Keeping the many new patient safety topics and initiatives fresh in the minds of frontline caregivers can be a challenge. To make sure staff members were thinking about a new aspect of safe patient care each month and educate both them and patients together about patient safety goals, Abington (PA) Memorial Hospital (AMH) started "Patient Safety First."
The initiative is a hospital-wide patient safety campaign that focused on behaviors and actions. Originally launched in 2008, staff members decided to continue and build on Patient Safety First after seeing success in its first year.
"It was a program to help us focus, inform, and partner with our employees and patients to get the patient safety message out," says Robert C. Giannini, NHA, safety/ quality specialist at AMH's Center for Patient Safety & Quality. "It's really letting staff and our patients be on the same page for the month."
In 2009, AMH has created communication strategies for internal staff use as well as some specific for patients. At the end of 2008, staff members planned out a full calendar year of topics for each month in 2009. That helped show staff members that this program is a part of the organization's underlying mission, says Giannini.
"We do change our goals based on our priorities for that year," says Giannini. "People are seeing that this isn't going away and it's part of our culture."
To really hit home the idea of changing behaviors to improve patient safety, Giannini and his staff members designed the campaign to be apparent in the everyday working environment. Depending on the theme of the month, the topic receives attention on screensavers, in the "nursing notes" internal newsletter, in educational pieces that are posted, and via patient safety coaches, who spread the theme to fellow caregivers.
The patient safety coaches meet each month to discuss new hospital initiatives. Patient safety coaches at AMH are frontline caregivers, who are unit based and will share a specific message with their colleagues.
"We do have safety coaches in each area of the hospital, and [the monthly Patient Safety First topic] would be part of the theme of the meeting that month," says Linda Mimm, RN, BC, DL, CPHQ, safety/quality specialist at AMH's Center for Patient Safety & Quality. "It's not just a piece of paper that goes out, it's a clear team effort getting the message out also."
Additionally, Giannini and his staff members ensure that hospital staff understand where each month's theme fits in with The Joint Commission's National Patient Safety Goals as well as the organization's annual goals, he says.
Equally important to the success of this initiative has been the nursing department's ability to partner and plan with the finance department, says Elizabeth Medina, RN, BSN, CCRN, nurse manager for the cardiac surgery unit and cardiac intensive care unit at AMH. After all, nurses are a part of the frontline caregiving team that this initiative targets.

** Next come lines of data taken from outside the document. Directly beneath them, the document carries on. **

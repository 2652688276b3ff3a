use fleet_odds::{Game, Grid, GridError, GuessResult, Orientation, BOARD_SIZE, TOTAL_SHIP_CELLS};
use rand::rngs::SmallRng;
use rand::SeedableRng;

#[test]
fn test_fire_hit_then_miss() {
    let mut grid = Grid::new();
    grid.place(1, 0, 0, Orientation::Horizontal).unwrap();
    let mut game = Game::from_grid(grid);

    assert!(!game.is_won());
    assert_eq!(game.fire(0, 0).unwrap(), GuessResult::Hit(1));
    assert_eq!(game.grid().get(0, 0).unwrap(), 0);
    assert_eq!(game.fire(0, 0).unwrap(), GuessResult::Miss);
    assert_eq!(game.fire(5, 5).unwrap(), GuessResult::Miss);
    assert!(!game.is_won());
    assert_eq!(game.fire(0, 1).unwrap().ship_id(), 1);
    assert!(game.is_won());
    assert_eq!(game.shots_fired(), 4);
    assert_eq!(game.shots().len(), 3);
}

#[test]
fn test_fire_out_of_bounds() {
    let mut game = Game::from_grid(Grid::new());
    assert_eq!(
        game.fire(BOARD_SIZE as usize, 0).unwrap_err(),
        GridError::OutOfBounds { row: 10, col: 0 }
    );
    assert_eq!(game.shots_fired(), 0);
}

#[test]
fn test_sweeping_every_cell_wins() {
    let mut rng = SmallRng::seed_from_u64(11);
    let mut game = Game::new(&mut rng).unwrap();
    assert!(!game.is_won());
    let mut hits = 0;
    for r in 0..BOARD_SIZE as usize {
        for c in 0..BOARD_SIZE as usize {
            if game.fire(r, c).unwrap().is_hit() {
                hits += 1;
            }
        }
    }
    assert_eq!(hits, TOTAL_SHIP_CELLS);
    assert!(game.is_won());
}

#[test]
fn test_reset_starts_a_fresh_game() {
    let mut rng = SmallRng::seed_from_u64(5);
    let mut game = Game::new(&mut rng).unwrap();
    for c in 0..BOARD_SIZE as usize {
        game.fire(3, c).unwrap();
    }
    game.reset(&mut rng).unwrap();
    assert_eq!(game.remaining_cells(), TOTAL_SHIP_CELLS);
    assert_eq!(game.shots_fired(), 0);
    assert!(game.shots().is_empty());
    assert!(!game.is_won());
}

"We have a good support structure within the nursing department because we partner with finance," says Medina. "What gives us the capability to partner with things like this is we structure into our own unit budgets for the fiscal year training and orientation hours.
Patient education
Staff members in the quality/safety department develop patient education materials to alert patients to each monthly theme. For example, in January, patients received documents telling them that handwashing was a focus that month and asked them to be a partner in their own safe care. Other monthly themes have been medication safety, patient identification, increased communication among caregivers, and timely reporting of critical tests/results. In October, the hospital will focus on immunization.
Staff nurses introduce the monthly piece of education while they go over other important information about patients' stays.
"As we educate the patient, with all of the other education related to their admitting diagnosis, we also go over that piece of information as well," says Medina.
Overall, the initiative has helped the hospital as a whole incorporate many aspects of patient safety into patient care, and also hone in on specific topics. AMH has seen an increase in both staff and patient reports of concerns, suggestions, and patient safety events.
"Working in the safety/quality department, it really helps us focus as an organization on a theme," says Mimm.